Blog (mostly math)

Weyl's inequalities

Refs:

  • Main refs. Wiki pages: Min-max theorem, Weyl’s inequality.

  • “Inference and Learning from Data” by Sayed.

  • Qiaochu Yuan’s blogpost: Link.

  • “Matrix Analysis and Applied Linear Algebra” by Meyer.

  • “Analysis and Linear Algebra” by Bisgard.

[Courant-Fischer Theorem]

Let ${ A \in \mathbb{C} ^{n \times n} }$ be a Hermitian matrix.

Note that by the spectral theorem,

\[{ A U = U \text{diag}(\lambda _1, \ldots, \lambda _n) }\]

for some orthonormal matrix ${ U \in \mathbb{C} ^{n \times n} }$ and reals ${ \lambda _1 \geq \ldots \geq \lambda _n . }$

Consider the quadratic form

\[{ Q _A (x) := x ^{\ast} A x . }\]

Note that ${ Q _A (x) \in \mathbb{R} . }$

Q) Can we express the eigenvalues ${ \lambda _1 \geq \ldots \geq \lambda _n }$ of ${ A }$ in terms of the quadratic form ${ Q _A (x) = x ^{\ast} A x }$?

Firstly, the quadratic form scales as

\[{ Q _A (\lambda x) = \vert \lambda \vert ^2 Q _A (x) . }\]

Hence it suffices to study the values of the quadratic form over the unit sphere ${ \lbrace \lVert x \rVert = 1 \rbrace . }$

Further, note that

\[{ {\begin{aligned} &\, Q _A (x) \\ = &\, x ^{\ast} (U \text{diag}(\lambda _1, \ldots, \lambda _n) U ^{\ast}) x \\ = &\, (U ^{\ast} x) ^{\ast} \text{diag}(\lambda _1, \ldots, \lambda _n) (U ^{\ast} x) \\ = &\, \lambda _1 \vert (U ^{\ast} x) _1 \vert ^2 + \ldots + \lambda _n \vert (U ^{\ast} x) _n \vert ^2 . \end{aligned}} }\]

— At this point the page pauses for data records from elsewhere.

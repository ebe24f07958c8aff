/*
[INPUT]:  Server log entries and raw JSON log text
[OUTPUT]: HTML fragments for display (never errors)
[POS]:    Format layer - per-entry and raw-output rendering
[UPDATE]: When log line layout or fallback behavior changes
*/

use chrono::{DateTime, Local, NaiveDateTime, TimeZone};
use serde_json::Value;
use tracing::debug;

use crate::types::LogEntry;

use super::highlight::{escape_html, format_json_with_highlighting};
use super::json::try_deep_json_parse;

const LOCAL_DISPLAY_FORMAT: &str = "%-m/%-d/%Y, %-I:%M:%S %p";

/// `[time] LEVEL message` followed by the highlighted, deep-parsed `meta`
pub fn format_log_entry(log: &LogEntry) -> String {
    let timestamp = format_timestamp(&log.timestamp);
    let level = format_log_level(&log.level);
    let message = format!(
        r#"<span class="log-message">{}</span>"#,
        escape_html(&log.message)
    );

    let meta = match log.meta.as_ref().filter(|meta| is_truthy(meta)) {
        Some(meta) => {
            let rendered = match try_deep_json_parse(meta) {
                Ok(parsed) => format_json_with_highlighting(&parsed, 0),
                Err(err) => {
                    debug!(error = %err, "meta left unparsed");
                    format_json_with_highlighting(meta, 0)
                }
            };
            format!("\n{rendered}")
        }
        None => String::new(),
    };

    format!("{timestamp} {level} {message}{meta}")
}

/// Highlight arbitrary raw JSON text; unparseable input is escaped verbatim
pub fn format_raw_log_output(raw: &str) -> String {
    let parsed = serde_json::from_str::<Value>(raw)
        .ok()
        .and_then(|value| try_deep_json_parse(&value).ok());

    match parsed {
        Some(value) => format_json_with_highlighting(&value, 0),
        None => format!(r#"<span class="log-raw">{}</span>"#, escape_html(raw)),
    }
}

/// Re-serialize an already decoded value and render it like raw output
pub fn format_raw_log_enhanced(value: &Value) -> String {
    format_raw_log_output(&value.to_string())
}

fn format_timestamp(timestamp: &str) -> String {
    let display = local_display_time(timestamp).unwrap_or_else(|| escape_html(timestamp));
    format!(r#"<span class="log-timestamp">[{display}]</span>"#)
}

fn local_display_time(timestamp: &str) -> Option<String> {
    parse_log_timestamp(timestamp).map(|local| local.format(LOCAL_DISPLAY_FORMAT).to_string())
}

/// RFC 3339, or `YYYY-MM-DD HH:MM:SS` read as local time
pub fn parse_log_timestamp(timestamp: &str) -> Option<DateTime<Local>> {
    if let Ok(parsed) = DateTime::parse_from_rfc3339(timestamp) {
        return Some(parsed.with_timezone(&Local));
    }

    let naive = NaiveDateTime::parse_from_str(timestamp, "%Y-%m-%d %H:%M:%S").ok()?;
    Local.from_local_datetime(&naive).earliest()
}

fn format_log_level(level: &str) -> String {
    format!(
        r#"<span class="log-level log-level-{}">{:<5}</span>"#,
        escape_html(&level.to_lowercase()),
        escape_html(&level.to_uppercase())
    )
}

/// JavaScript-style truthiness, which decides whether `meta` is shown
fn is_truthy(value: &Value) -> bool {
    match value {
        Value::Null => false,
        Value::Bool(b) => *b,
        Value::Number(n) => n.as_f64().map(|f| f != 0.0).unwrap_or(true),
        Value::String(s) => !s.is_empty(),
        Value::Array(_) | Value::Object(_) => true,
    }
}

Behaviour of ${ Q _A (x) }$ for ${ x }$ in the section ${ x \in \text{span}(U _1, \ldots, U _j) \cap \lbrace \lVert x \rVert = 1 \rbrace }$:

Any point ${ x \in \text{span}(U _1, \ldots, U _j) \cap \lbrace \lVert x \rVert = 1 \rbrace }$ looks like

\[{ x = U \begin{pmatrix} z _1 \\ \vdots \\ z _j \\ 0 \\ \vdots \\ 0 \end{pmatrix}, \quad \text{where } \vert z _1 \vert ^2 + \ldots + \vert z _j \vert ^2 = 1 . }\]

For such ${ x }$ we have

\[{ {\begin{aligned} &\, Q _A (x) \\ = &\, \lambda _1 \vert z _1 \vert ^2 + \ldots + \lambda _j \vert z _j \vert ^2 \\ \geq &\, \lambda _j (\vert z _1 \vert ^2 + \ldots + \vert z _j \vert ^2) \\ = &\, \lambda _j \end{aligned}} }\]

with equality occurring at ${ x = U _j . }$

Hence

\[{ \min _{x \in \text{span}(U _1, \ldots, U _j) \cap \lbrace \lVert x \rVert = 1 \rbrace} Q _A (x) = \lambda _j . }\]

We have sort of extracted ${ \lambda _j }$ from ${ Q _A (x) }$… Except we want to remove the dependence on ${ \text{span}(U _1, \ldots, U _j) }$…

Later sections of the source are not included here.